Back to the first born.

“We have to choose Him,” she says.


Here’s my truth about the daily grind that is preparing, serving, and cleaning up family dinner each evening. I don’t love to cook on weeknights. I want to come home and pour everyone a bowl of cereal. Some nights I’d even prefer that we all part ways so I can eat in silence. 

But I know there’s a better way. The habit of gathering for dinner every night to thank God for what He provides, and talk about our lives, opens the door to the most significant acts of love we can offer one another. Listening to each other, showing compassion and care for the hurts, celebrating the day’s wins — these don’t happen without regularly setting time for souls to mingle.  

Another truth about dinnertime at our house is that our kitchen table only seats four. Barely. 

We don’t have a dining room, and I can’t host dinner parties or afternoon teas or anything that requires a group to gather around a table. 

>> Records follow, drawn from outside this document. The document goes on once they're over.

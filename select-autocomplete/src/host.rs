//! Host collaborators: the form control, the dropdown overlay and the search
//! field.
//!
//! The component never owns these. It talks to them through the traits below
//! and the host keeps its own handle. The `*Handle` types are ready-made
//! implementations backed by shared state, so a clone held by the host sees
//! every change the component makes.

use std::sync::atomic::{AtomicBool, Ordering};
use std::sync::{Arc, RwLock};

use crate::option::OptionKey;

/// A form control owned by the embedding application.
pub trait FormControl: Send + Sync {
    fn is_enabled(&self) -> bool;

    fn enable(&self);

    fn disable(&self);

    /// The current value, or `None` if the control was never given one.
    fn value(&self) -> Option<Vec<OptionKey>>;

    fn set_value(&self, value: Option<Vec<OptionKey>>);
}

/// The dropdown overlay. It owns the open/closed state.
pub trait Overlay: Send + Sync {
    fn is_open(&self) -> bool;

    fn open(&self);

    fn close(&self);

    /// Toggle the overlay open/closed.
    fn toggle(&self) {
        if self.is_open() {
            self.close();
        } else {
            self.open();
        }
    }
}

/// The search box rendered inside the dropdown.
pub trait SearchField: Send + Sync {
    fn focus(&self);
}

// -----------------------------------------------------------------------------
// Form control
// -----------------------------------------------------------------------------

#[derive(Debug)]
struct FormControlInner {
    enabled: bool,
    value: Option<Vec<OptionKey>>,
}

impl Default for FormControlInner {
    fn default() -> Self {
        Self {
            enabled: true,
            value: None,
        }
    }
}

/// A shared, in-memory form control.
///
/// Starts enabled and without a value.
#[derive(Debug, Clone, Default)]
pub struct FormControlHandle {
    inner: Arc<RwLock<FormControlInner>>,
}

impl FormControlHandle {
    pub fn new() -> Self {
        Self::default()
    }

    /// Create a control holding `value`.
    pub fn with_value(value: Vec<OptionKey>) -> Self {
        Self {
            inner: Arc::new(RwLock::new(FormControlInner {
                enabled: true,
                value: Some(value),
            })),
        }
    }
}

impl FormControl for FormControlHandle {
    fn is_enabled(&self) -> bool {
        self.inner
            .read()
            .map(|guard| guard.enabled)
            .unwrap_or(false)
    }

    fn enable(&self) {
        if let Ok(mut guard) = self.inner.write() {
            guard.enabled = true;
        }
    }

    fn disable(&self) {
        if let Ok(mut guard) = self.inner.write() {
            guard.enabled = false;
        }
    }

    fn value(&self) -> Option<Vec<OptionKey>> {
        self.inner
            .read()
            .map(|guard| guard.value.clone())
            .unwrap_or(None)
    }

    fn set_value(&self, value: Option<Vec<OptionKey>>) {
        if let Ok(mut guard) = self.inner.write() {
            guard.value = value;
        }
    }
}

// -----------------------------------------------------------------------------
// Overlay
// -----------------------------------------------------------------------------

/// A shared open/closed flag standing in for an overlay widget.
#[derive(Debug, Clone, Default)]
pub struct OverlayHandle {
    is_open: Arc<AtomicBool>,
}

impl OverlayHandle {
    pub fn new() -> Self {
        Self::default()
    }
}

impl Overlay for OverlayHandle {
    fn is_open(&self) -> bool {
        self.is_open.load(Ordering::SeqCst)
    }

    fn open(&self) {
        self.is_open.store(true, Ordering::SeqCst);
    }

    fn close(&self) {
        self.is_open.store(false, Ordering::SeqCst);
    }
}

// -----------------------------------------------------------------------------
// Search field
// -----------------------------------------------------------------------------

/// A search field that records focus requests for the host runtime.
#[derive(Debug, Clone, Default)]
pub struct SearchFieldHandle {
    focus_requested: Arc<AtomicBool>,
}

impl SearchFieldHandle {
    pub fn new() -> Self {
        Self::default()
    }

    /// Whether focus was requested and not yet taken.
    pub fn focus_requested(&self) -> bool {
        self.focus_requested.load(Ordering::SeqCst)
    }

    /// Take the pending focus request, clearing it.
    pub fn take_focus_request(&self) -> bool {
        self.focus_requested.swap(false, Ordering::SeqCst)
    }
}

impl SearchField for SearchFieldHandle {
    fn focus(&self) {
        self.focus_requested.store(true, Ordering::SeqCst);
    }
}
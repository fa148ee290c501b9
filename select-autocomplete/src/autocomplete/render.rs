//! Render model for the select-autocomplete.
//!
//! The component does not draw anything itself. `render` describes what a
//! host should draw; element ids come from the configured selectors.

use crate::config::Appearance;
use crate::option::OptionKey;

use super::SelectAutocomplete;

/// Everything a host needs to draw the component.
#[derive(Debug, Clone, PartialEq)]
pub struct DropdownView {
    pub field: FieldView,
    /// Present while the dropdown is open.
    pub panel: Option<PanelView>,
    /// Error line, when the caller asked for one.
    pub error: Option<String>,
}

/// The closed form field.
#[derive(Debug, Clone, PartialEq)]
pub struct FieldView {
    pub id: String,
    /// Display string, or the placeholder.
    pub text: String,
    pub is_placeholder: bool,
    pub disabled: bool,
    pub open: bool,
    pub appearance: Appearance,
    /// Id of the clear-field icon, present while something is selected.
    pub clear_icon: Option<String>,
}

/// The open dropdown panel.
#[derive(Debug, Clone, PartialEq)]
pub struct PanelView {
    pub id: String,
    pub search: SearchView,
    /// Checkbox state, present in multi-select mode with visible options.
    pub select_all: Option<bool>,
    pub clear_selection_id: String,
    /// Every option in display order, hidden ones included.
    pub rows: Vec<RowView>,
}

impl PanelView {
    /// Rows inside the filtered view.
    pub fn visible_rows(&self) -> impl Iterator<Item = &RowView> {
        self.rows.iter().filter(|row| !row.hidden)
    }
}

#[derive(Debug, Clone, PartialEq)]
pub struct SearchView {
    pub id: Option<String>,
    pub placeholder: String,
    pub query: String,
}

/// One option row.
#[derive(Debug, Clone, PartialEq)]
pub struct RowView {
    pub key: OptionKey,
    pub label: String,
    pub selected: bool,
    pub hidden: bool,
}

impl<R> SelectAutocomplete<R> {
    /// Describe the component in its current state.
    pub fn render(&self) -> DropdownView {
        let config = self.config();
        let selectors = config.selectors_or_default();
        let display = self.display_string();
        let open = self.is_open();

        log::trace!(
            "SelectAutocomplete::render open={} options={} selected={}",
            open,
            self.options().len(),
            self.selection().len()
        );

        let field = FieldView {
            id: selectors.input_field.clone(),
            is_placeholder: display.is_empty(),
            text: self.field_text(),
            disabled: self.is_disabled(),
            open,
            appearance: config.appearance,
            clear_icon: (!self.selection().is_empty()).then(|| selectors.clear_field_icon.clone()),
        };

        let panel = open.then(|| {
            let has_visible = self.filtered_options().next().is_some();
            PanelView {
                id: selectors.select_field.clone(),
                search: SearchView {
                    id: selectors.search_field.clone(),
                    placeholder: config.search_placeholder.clone(),
                    query: self.search_query().to_string(),
                },
                select_all: (self.is_multiple() && has_visible).then_some(self.select_all_checked()),
                clear_selection_id: selectors.clear_selection.clone(),
                rows: self
                    .options()
                    .iter()
                    .map(|option| RowView {
                        key: option.key().clone(),
                        label: option.label().to_string(),
                        selected: self.selection().contains(option.key()),
                        hidden: self.is_option_hidden(option),
                    })
                    .collect(),
            }
        });

        DropdownView {
            field,
            panel,
            error: self.error_message().map(str::to_string),
        }
    }
}
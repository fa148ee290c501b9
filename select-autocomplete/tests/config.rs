use select_autocomplete::SelectError;
use select_autocomplete::config::{Appearance, ElementSelectors, SelectConfig};

#[test]
fn test_defaults() {
    let config = SelectConfig::default();
    assert_eq!(config.search_placeholder, "search...");
    assert_eq!(config.placeholder, None);
    assert_eq!(config.display_field, "display");
    assert_eq!(config.value_field, "value");
    assert_eq!(config.error_message, "Field is required");
    assert!(!config.show_error);
    assert!(config.multiple);
    assert_eq!(config.label_count, 1);
    assert_eq!(config.appearance, Appearance::Standard);
    assert!(config.selectors.is_none());
}

#[test]
fn test_from_json_partial() {
    let config = SelectConfig::from_json(
        r#"{ "displayField": "name", "labelCount": 3, "appearance": "fill", "multiple": false }"#,
    )
    .unwrap();
    assert_eq!(config.display_field, "name");
    assert_eq!(config.value_field, "value");
    assert_eq!(config.label_count, 3);
    assert_eq!(config.appearance, Appearance::Fill);
    assert!(!config.multiple);
}

#[test]
fn test_from_json_selectors() {
    let config = SelectConfig::from_json(
        r#"{
            "selectors": {
                "inputField": "in",
                "selectField": "sel",
                "clearFieldIcon": "x",
                "clearSelection": "clear"
            }
        }"#,
    )
    .unwrap();
    let selectors = config.selectors_or_default();
    assert_eq!(selectors.input_field, "in");
    assert_eq!(selectors.search_field, None);
}

#[test]
fn test_from_json_rejects_empty_field_name() {
    let err = SelectConfig::from_json(r#"{ "valueField": "" }"#).unwrap_err();
    assert!(matches!(err, SelectError::Config(_)));
}

#[test]
fn test_from_json_rejects_bad_appearance() {
    let err = SelectConfig::from_json(r#"{ "appearance": "legacy" }"#).unwrap_err();
    assert!(matches!(err, SelectError::Parse(_)));
}

#[test]
fn test_builder() {
    let config = SelectConfig::new()
        .with_fields("label", "id")
        .with_label_count(2)
        .with_search_placeholder("find")
        .single()
        .with_selectors(ElementSelectors::default());
    assert_eq!(config.field_names().display(), "label");
    assert_eq!(config.field_names().value(), "id");
    assert_eq!(config.label_count, 2);
    assert_eq!(config.search_placeholder, "find");
    assert!(!config.multiple);
    assert!(config.validate().is_ok());
    assert_eq!(Appearance::Outline.as_str(), "outline");
}
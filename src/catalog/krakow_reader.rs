//! # Krakow ephemeris reader
//!
//! Parse the Krakow list of eclipsing binary ephemerides into [`KrakowStar`] records. Those
//! ephemerides are more recent than the GCVS ones and override them when both catalogues list
//! the same star (see [`merge`](super::merge)).
//!
//! ## Field layout (0-based, end exclusive)
//! -----------------
//! * `0..9` – name as `"<CON> <STAR>"`, e.g. `"PER BETA"` or `"AND V338"`.
//! * `10..13` – ephemeris kind; only `ALL` and `PRI` (primary minimum) are kept.
//! * `14..26` – epoch of minimum (Julian Date).
//! * `33..46` – period in days.
use camino::Utf8Path;
use once_cell::sync::Lazy;
use regex::Regex;
use thiserror::Error;

use crate::constants::{Day, JulianDate};
use crate::predictor_errors::PredictorError;

static V_STAR_NAME_RE: Lazy<Regex> =
    Lazy::new(|| Regex::new(r"^([A-Z]{3})\sV([0-9]+)$").expect("Krakow V-name pattern"));
static STAR_NAME_RE: Lazy<Regex> =
    Lazy::new(|| Regex::new(r"^([A-Z]{3})\s([A-Z]+)$").expect("Krakow name pattern"));

const PERIOD_END: usize = 46;

/// Line-level parsing errors for Krakow records.
#[derive(Error, Debug, PartialEq)]
pub enum ParseKrakowError {
    #[error("The line is too short")]
    TooShortLine,
    #[error("Ephemeris kind {0} is neither ALL nor PRI")]
    IgnoredKind(String),
    #[error("Cannot match \"{0}\" to a star name")]
    InvalidName(String),
    #[error("Star {0} repeats the previous record")]
    Duplicate(String),
    #[error("Cannot convert \"{0}\" to julian day epoch")]
    InvalidEpoch(String),
    #[error("Cannot convert \"{0}\" to period")]
    InvalidPeriod(String),
}

/// One Krakow ephemeris.
#[derive(Debug, Clone, PartialEq)]
pub struct KrakowStar {
    /// Name as written in the Krakow list
    pub krakow_name: String,
    /// Same star in GCVS notation (`"bet Per"` style, upper-cased)
    pub gcvs_name: String,
    pub epoch: JulianDate,
    pub period: Day,
}

/// Translate a Krakow name into its GCVS designation.
///
/// `"AND V338"` becomes `"V0338 AND"`; `"PER BETA"` becomes `"BET PER"`, the star part being
/// cut to three letters.
fn gcvs_designation(raw_name: &str) -> Option<String> {
    if let Some(caps) = V_STAR_NAME_RE.captures(raw_name) {
        let number: u32 = caps[2].parse().ok()?;
        return Some(format!("V{number:04} {}", &caps[1]));
    }

    let caps = STAR_NAME_RE.captures(raw_name)?;
    let forename: String = caps[2].chars().take(3).collect();
    Some(format!("{forename} {}", &caps[1]))
}

/// Parse a single Krakow record.
///
/// Arguments
/// -----------------
/// * `line`: one data line of the list.
/// * `last_name`: GCVS designation of the previously accepted record; a record repeating it
///   is rejected with [`ParseKrakowError::Duplicate`].
///
/// Return
/// ----------
/// * The parsed [`KrakowStar`], or the reason the line was rejected.
pub fn parse_krakow_line(line: &str, last_name: &str) -> Result<KrakowStar, ParseKrakowError> {
    let (Some(raw_name), Some(raw_kind), Some(raw_epoch), Some(raw_period)) = (
        line.get(0..9),
        line.get(10..13),
        line.get(14..26),
        line.get(33..PERIOD_END),
    ) else {
        return Err(ParseKrakowError::TooShortLine);
    };

    let kind = raw_kind.to_ascii_uppercase();
    if kind != "ALL" && kind != "PRI" {
        return Err(ParseKrakowError::IgnoredKind(kind));
    }

    let krakow_name = raw_name.trim().to_string();
    let gcvs_name = gcvs_designation(&krakow_name)
        .ok_or_else(|| ParseKrakowError::InvalidName(krakow_name.clone()))?;
    if gcvs_name == last_name {
        return Err(ParseKrakowError::Duplicate(gcvs_name));
    }

    let epoch = raw_epoch
        .trim()
        .parse()
        .map_err(|_| ParseKrakowError::InvalidEpoch(raw_epoch.to_string()))?;
    let period = raw_period
        .trim()
        .parse()
        .map_err(|_| ParseKrakowError::InvalidPeriod(raw_period.to_string()))?;

    Ok(KrakowStar {
        krakow_name,
        gcvs_name,
        epoch,
        period,
    })
}

/// Parse every record of a Krakow file. See [`parse_krakow_records`].
pub fn read_krakow_file(path: &Utf8Path) -> Result<Vec<KrakowStar>, PredictorError> {
    let content = std::fs::read_to_string(path)?;
    Ok(parse_krakow_records(&content))
}

/// Parse the content of a Krakow file.
///
/// The header line is skipped. Secondary-minimum and repeated records are dropped quietly,
/// malformed lines are logged.
pub fn parse_krakow_records(content: &str) -> Vec<KrakowStar> {
    let mut stars: Vec<KrakowStar> = Vec::new();
    let mut line_count = 0usize;

    for line in content.lines() {
        line_count += 1;
        if line_count < 2 {
            continue;
        }

        let last_name = stars.last().map(|s| s.gcvs_name.as_str()).unwrap_or("");
        match parse_krakow_line(line, last_name) {
            Ok(star) => stars.push(star),
            Err(ParseKrakowError::IgnoredKind(_) | ParseKrakowError::Duplicate(_)) => {}
            Err(err) => log::warn!("skipping Krakow line {line_count}: {err}"),
        }
    }

    log::info!("Found {} Krakow stars from {} lines", stars.len(), line_count);
    stars
}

However, over the past two years here at Grace Table, I’ve learned that the work of hospitality won’t be diminished when we’re intentional with the space we do have. Four souls gather around our table every evening, and some nights we break bread and break open the very heart of the matter. We slather butter, and we scatter grace. Love comes down, and the Holy Spirit breathes life into the conversation. 

Some seasons hospitality looks like squeezing around the table and answering the searching questions of little minds. That’s the season we’re in, so we’ll keep meeting around our small table and living this life out. Together.

Sarah / Posts / Blog
Sarah is a wife and mom who lives imperfectly for Jesus. She’s a communication professional by day, word girl by night, and always an appreciator of art. She's on a mission to know and love God so she can love others like He commands. She calls it scattering gold. Sign up for monthly newsletters at
  • Mary Bonner
    Mary Bonner

    This: “the work of hospitality won’t be diminished when we’re intentional with the space we do have. ” speaks volumes. Thank you, Sarah! THANK YOU! I have lots of space and I need to be more intentional with it.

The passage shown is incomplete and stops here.